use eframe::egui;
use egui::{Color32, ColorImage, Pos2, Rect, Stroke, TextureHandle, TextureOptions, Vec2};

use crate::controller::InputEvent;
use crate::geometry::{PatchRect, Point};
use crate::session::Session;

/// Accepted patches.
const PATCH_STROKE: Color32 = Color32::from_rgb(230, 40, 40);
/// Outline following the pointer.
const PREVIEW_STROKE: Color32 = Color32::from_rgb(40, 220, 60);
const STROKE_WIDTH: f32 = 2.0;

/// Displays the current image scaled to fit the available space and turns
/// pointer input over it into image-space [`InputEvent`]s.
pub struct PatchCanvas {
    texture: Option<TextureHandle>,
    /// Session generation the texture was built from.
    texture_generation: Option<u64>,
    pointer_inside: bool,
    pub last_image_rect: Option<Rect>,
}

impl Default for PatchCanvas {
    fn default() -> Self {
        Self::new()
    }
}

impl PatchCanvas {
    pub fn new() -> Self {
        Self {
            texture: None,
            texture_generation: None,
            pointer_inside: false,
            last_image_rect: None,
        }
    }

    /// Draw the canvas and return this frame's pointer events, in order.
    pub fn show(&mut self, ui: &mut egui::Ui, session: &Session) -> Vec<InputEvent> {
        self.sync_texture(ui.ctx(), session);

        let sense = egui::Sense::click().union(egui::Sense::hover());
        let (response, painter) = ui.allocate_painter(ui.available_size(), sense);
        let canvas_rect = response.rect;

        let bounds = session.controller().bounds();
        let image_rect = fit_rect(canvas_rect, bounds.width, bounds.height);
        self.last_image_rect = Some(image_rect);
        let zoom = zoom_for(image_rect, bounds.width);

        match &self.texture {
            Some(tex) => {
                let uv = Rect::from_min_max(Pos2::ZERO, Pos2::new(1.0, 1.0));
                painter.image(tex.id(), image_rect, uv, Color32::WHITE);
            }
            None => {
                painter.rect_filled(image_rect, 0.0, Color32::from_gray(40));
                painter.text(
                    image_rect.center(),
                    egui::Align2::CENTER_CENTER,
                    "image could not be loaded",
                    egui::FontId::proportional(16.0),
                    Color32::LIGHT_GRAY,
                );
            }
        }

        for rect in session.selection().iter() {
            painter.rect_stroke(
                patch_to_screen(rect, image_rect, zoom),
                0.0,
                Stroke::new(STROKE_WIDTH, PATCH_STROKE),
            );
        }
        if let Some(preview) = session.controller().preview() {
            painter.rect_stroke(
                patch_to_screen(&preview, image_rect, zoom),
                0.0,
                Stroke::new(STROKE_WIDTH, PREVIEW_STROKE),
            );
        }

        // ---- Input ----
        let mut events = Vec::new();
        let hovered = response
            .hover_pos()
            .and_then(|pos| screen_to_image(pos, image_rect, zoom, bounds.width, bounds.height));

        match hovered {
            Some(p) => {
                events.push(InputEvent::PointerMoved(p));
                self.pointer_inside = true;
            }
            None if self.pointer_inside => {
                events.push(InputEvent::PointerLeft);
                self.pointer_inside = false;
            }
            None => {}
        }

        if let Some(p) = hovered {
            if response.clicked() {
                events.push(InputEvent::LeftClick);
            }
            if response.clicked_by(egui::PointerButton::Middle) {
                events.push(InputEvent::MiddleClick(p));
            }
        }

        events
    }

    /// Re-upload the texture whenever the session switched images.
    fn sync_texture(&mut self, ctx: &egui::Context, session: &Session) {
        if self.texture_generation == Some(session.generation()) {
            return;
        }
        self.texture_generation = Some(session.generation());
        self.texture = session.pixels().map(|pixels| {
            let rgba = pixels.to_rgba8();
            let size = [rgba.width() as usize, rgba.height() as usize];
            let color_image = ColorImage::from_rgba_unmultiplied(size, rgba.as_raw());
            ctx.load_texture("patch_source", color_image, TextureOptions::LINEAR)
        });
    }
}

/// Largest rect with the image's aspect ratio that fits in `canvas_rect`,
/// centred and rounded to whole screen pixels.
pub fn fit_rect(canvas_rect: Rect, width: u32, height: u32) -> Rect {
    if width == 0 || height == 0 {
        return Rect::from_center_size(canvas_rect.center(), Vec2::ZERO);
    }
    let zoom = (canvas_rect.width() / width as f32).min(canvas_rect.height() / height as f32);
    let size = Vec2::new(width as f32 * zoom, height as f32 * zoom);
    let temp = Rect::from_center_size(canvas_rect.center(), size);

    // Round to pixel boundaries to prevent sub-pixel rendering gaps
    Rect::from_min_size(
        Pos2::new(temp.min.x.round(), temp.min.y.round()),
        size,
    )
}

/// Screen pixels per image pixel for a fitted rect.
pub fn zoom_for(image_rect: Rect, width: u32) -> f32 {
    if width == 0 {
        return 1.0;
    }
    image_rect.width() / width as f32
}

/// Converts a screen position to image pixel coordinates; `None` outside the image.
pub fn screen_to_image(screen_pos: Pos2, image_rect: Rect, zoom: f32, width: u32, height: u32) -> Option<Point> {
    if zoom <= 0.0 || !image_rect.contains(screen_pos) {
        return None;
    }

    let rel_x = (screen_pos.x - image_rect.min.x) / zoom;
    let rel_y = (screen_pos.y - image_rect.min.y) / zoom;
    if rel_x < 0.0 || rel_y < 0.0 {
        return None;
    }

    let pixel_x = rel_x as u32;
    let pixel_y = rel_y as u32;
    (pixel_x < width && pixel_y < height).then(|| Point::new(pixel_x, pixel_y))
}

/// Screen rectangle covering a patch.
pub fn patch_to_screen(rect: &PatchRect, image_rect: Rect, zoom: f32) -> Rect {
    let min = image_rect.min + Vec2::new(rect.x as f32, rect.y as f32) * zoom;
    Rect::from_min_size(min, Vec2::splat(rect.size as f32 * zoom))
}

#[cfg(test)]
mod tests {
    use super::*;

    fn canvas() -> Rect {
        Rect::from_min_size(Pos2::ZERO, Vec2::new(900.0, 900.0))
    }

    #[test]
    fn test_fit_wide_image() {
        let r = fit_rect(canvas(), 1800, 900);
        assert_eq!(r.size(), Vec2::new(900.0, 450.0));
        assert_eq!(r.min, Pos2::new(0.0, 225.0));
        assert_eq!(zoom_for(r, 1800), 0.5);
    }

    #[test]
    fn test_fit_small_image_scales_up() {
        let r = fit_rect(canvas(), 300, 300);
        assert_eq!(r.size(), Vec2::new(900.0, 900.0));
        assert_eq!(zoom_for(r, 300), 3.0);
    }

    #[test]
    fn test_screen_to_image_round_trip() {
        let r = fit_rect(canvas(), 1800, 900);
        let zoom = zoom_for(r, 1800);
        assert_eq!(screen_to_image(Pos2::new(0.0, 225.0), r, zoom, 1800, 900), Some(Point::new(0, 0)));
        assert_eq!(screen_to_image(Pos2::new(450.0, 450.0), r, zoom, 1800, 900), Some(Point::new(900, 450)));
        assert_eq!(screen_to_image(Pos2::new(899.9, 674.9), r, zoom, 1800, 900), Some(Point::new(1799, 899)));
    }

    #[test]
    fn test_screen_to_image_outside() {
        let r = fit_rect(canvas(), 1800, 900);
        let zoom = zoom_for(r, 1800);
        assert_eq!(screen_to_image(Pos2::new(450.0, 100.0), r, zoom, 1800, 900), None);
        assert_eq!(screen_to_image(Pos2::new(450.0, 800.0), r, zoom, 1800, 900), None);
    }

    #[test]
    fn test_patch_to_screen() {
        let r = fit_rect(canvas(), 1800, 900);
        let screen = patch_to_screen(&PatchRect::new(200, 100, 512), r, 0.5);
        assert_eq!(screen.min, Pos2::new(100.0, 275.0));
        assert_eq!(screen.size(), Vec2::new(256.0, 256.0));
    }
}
◆ ◆ ◆ ◆ ◆ ◆ ◆
• REQUIRED ACTION
The answer must be the full listing, copied exactly.

• ANSWER TO THE PROBLEM
use eframe::egui;
use egui::{Color32, ColorImage, Pos2, Rect, Stroke, TextureHandle, TextureOptions, Vec2};

use crate::controller::InputEvent;
use crate::geometry::{PatchRect, Point};
use crate::session::Session;

/// Accepted patches.
const PATCH_STROKE: Color32 = Color32::from_rgb(230, 40, 40);
/// Outline following the pointer.
const PREVIEW_STROKE: Color32 = Color32::from_rgb(40, 220, 60);
const STROKE_WIDTH: f32 = 2.0;

/// Displays the current image scaled to fit the available space and turns
/// pointer input over it into image-space [`InputEvent`]s.
pub struct PatchCanvas {
    texture: Option<TextureHandle>,
    /// Session generation the texture was built from.
    texture_generation: Option<u64>,
    pointer_inside: bool,
    pub last_image_rect: Option<Rect>,
}

impl Default for PatchCanvas {
    fn default() -> Self {
        Self::new()
    }
}

impl PatchCanvas {
    pub fn new() -> Self {
        Self {
            texture: None,
            texture_generation: None,
            pointer_inside: false,
            last_image_rect: None,
        }
    }

    /// Draw the canvas and return this frame's pointer events, in order.
    pub fn show(&mut self, ui: &mut egui::Ui, session: &Session) -> Vec<InputEvent> {
        self.sync_texture(ui.ctx(), session);

        let sense = egui::Sense::click().union(egui::Sense::hover());
        let (response, painter) = ui.allocate_painter(ui.available_size(), sense);
        let canvas_rect = response.rect;

        let bounds = session.controller().bounds();
        let image_rect = fit_rect(canvas_rect, bounds.width, bounds.height);
        self.last_image_rect = Some(image_rect);
        let zoom = zoom_for(image_rect, bounds.width);

        match &self.texture {
            Some(tex) => {
                let uv = Rect::from_min_max(Pos2::ZERO, Pos2::new(1.0, 1.0));
                painter.image(tex.id(), image_rect, uv, Color32::WHITE);
            }
            None => {
                painter.rect_filled(image_rect, 0.0, Color32::from_gray(40));
                painter.text(
                    image_rect.center(),
                    egui::Align2::CENTER_CENTER,
                    "image could not be loaded",
                    egui::FontId::proportional(16.0),
                    Color32::LIGHT_GRAY,
                );
            }
        }

        for rect in session.selection().iter() {
            painter.rect_stroke(
                patch_to_screen(rect, image_rect, zoom),
                0.0,
                Stroke::new(STROKE_WIDTH, PATCH_STROKE),
            );
        }
        if let Some(preview) = session.controller().preview() {
            painter.rect_stroke(
                patch_to_screen(&preview, image_rect, zoom),
                0.0,
                Stroke::new(STROKE_WIDTH, PREVIEW_STROKE),
            );
        }

        // ---- Input ----
        let mut events = Vec::new();
        let hovered = response
            .hover_pos()
            .and_then(|pos| screen_to_image(pos, image_rect, zoom, bounds.width, bounds.height));

        match hovered {
            Some(p) => {
                events.push(InputEvent::PointerMoved(p));
                self.pointer_inside = true;
            }
            None if self.pointer_inside => {
                events.push(InputEvent::PointerLeft);
                self.pointer_inside = false;
            }
            None => {}
        }

        if let Some(p) = hovered {
            if response.clicked() {
                events.push(InputEvent::LeftClick);
            }
            if response.clicked_by(egui::PointerButton::Middle) {
                events.push(InputEvent::MiddleClick(p));
            }
        }

        events
    }

    /// Re-upload the texture whenever the session switched images.
    fn sync_texture(&mut self, ctx: &egui::Context, session: &Session) {
        if self.texture_generation == Some(session.generation()) {
            return;
        }
        self.texture_generation = Some(session.generation());
        self.texture = session.pixels().map(|pixels| {
            let rgba = pixels.to_rgba8();
            let size = [rgba.width() as usize, rgba.height() as usize];
            let color_image = ColorImage::from_rgba_unmultiplied(size, rgba.as_raw());
            ctx.load_texture("patch_source", color_image, TextureOptions::LINEAR)
        });
    }
}

/// Largest rect with the image's aspect ratio that fits in `canvas_rect`,
/// centred and rounded to whole screen pixels.
pub fn fit_rect(canvas_rect: Rect, width: u32, height: u32) -> Rect {
    if width == 0 || height == 0 {
        return Rect::from_center_size(canvas_rect.center(), Vec2::ZERO);
    }
    let zoom = (canvas_rect.width() / width as f32).min(canvas_rect.height() / height as f32);
    let size = Vec2::new(width as f32 * zoom, height as f32 * zoom);
    let temp = Rect::from_center_size(canvas_rect.center(), size);

    // Round to pixel boundaries to prevent sub-pixel rendering gaps
    Rect::from_min_size(
        Pos2::new(temp.min.x.round(), temp.min.y.round()),
        size,
    )
}

/// Screen pixels per image pixel for a fitted rect.
pub fn zoom_for(image_rect: Rect, width: u32) -> f32 {
    if width == 0 {
        return 1.0;
    }
    image_rect.width() / width as f32
}

/// Converts a screen position to image pixel coordinates; `None` outside the image.
pub fn screen_to_image(screen_pos: Pos2, image_rect: Rect, zoom: f32, width: u32, height: u32) -> Option<Point> {
    if zoom <= 0.0 || !image_rect.contains(screen_pos) {
        return None;
    }

    let rel_x = (screen_pos.x - image_rect.min.x) / zoom;
    let rel_y = (screen_pos.y - image_rect.min.y) / zoom;
    if rel_x < 0.0 || rel_y < 0.0 {
        return None;
    }

    let pixel_x = rel_x as u32;
    let pixel_y = rel_y as u32;
    (pixel_x < width && pixel_y < height).then(|| Point::new(pixel_x, pixel_y))
}

/// Screen rectangle covering a patch.
pub fn patch_to_screen(rect: &PatchRect, image_rect: Rect, zoom: f32) -> Rect {
    let min = image_rect.min + Vec2::new(rect.x as f32, rect.y as f32) * zoom;
    Rect::from_min_size(min, Vec2::splat(rect.size as f32 * zoom))
}

#[cfg(test)]
mod tests {
    use super::*;

    fn canvas() -> Rect {
        Rect::from_min_size(Pos2::ZERO, Vec2::new(900.0, 900.0))
    }

    #[test]
    fn test_fit_wide_image() {
        let r = fit_rect(canvas(), 1800, 900);
        assert_eq!(r.size(), Vec2::new(900.0, 450.0));
        assert_eq!(r.min, Pos2::new(0.0, 225.0));
        assert_eq!(zoom_for(r, 1800), 0.5);
    }

    #[test]
    fn test_fit_small_image_scales_up() {
        let r = fit_rect(canvas(), 300, 300);
        assert_eq!(r.size(), Vec2::new(900.0, 900.0));
        assert_eq!(zoom_for(r, 300), 3.0);
    }

    #[test]
    fn test_screen_to_image_round_trip() {
        let r = fit_rect(canvas(), 1800, 900);
        let zoom = zoom_for(r, 1800);
        assert_eq!(screen_to_image(Pos2::new(0.0, 225.0), r, zoom, 1800, 900), Some(Point::new(0, 0)));
        assert_eq!(screen_to_image(Pos2::new(450.0, 450.0), r, zoom, 1800, 900), Some(Point::new(900, 450)));
        assert_eq!(screen_to_image(Pos2::new(899.9, 674.9), r, zoom, 1800, 900), Some(Point::new(1799, 899)));
    }

    #[test]
    fn test_screen_to_image_outside() {
        let r = fit_rect(canvas(), 1800, 900);
        let zoom = zoom_for(r, 1800);
        assert_eq!(screen_to_image(Pos2::new(450.0, 100.0), r, zoom, 1800, 900), None);
        assert_eq!(screen_to_image(Pos2::new(450.0, 800.0), r, zoom, 1800, 900), None);
    }

    #[test]
    fn test_patch_to_screen() {
        let r = fit_rect(canvas(), 1800, 900);
        let screen = patch_to_screen(&PatchRect::new(200, 100, 512), r, 0.5);
        assert_eq!(screen.min, Pos2::new(100.0, 275.0));
        assert_eq!(screen.size(), Vec2::new(256.0, 256.0));
    }
}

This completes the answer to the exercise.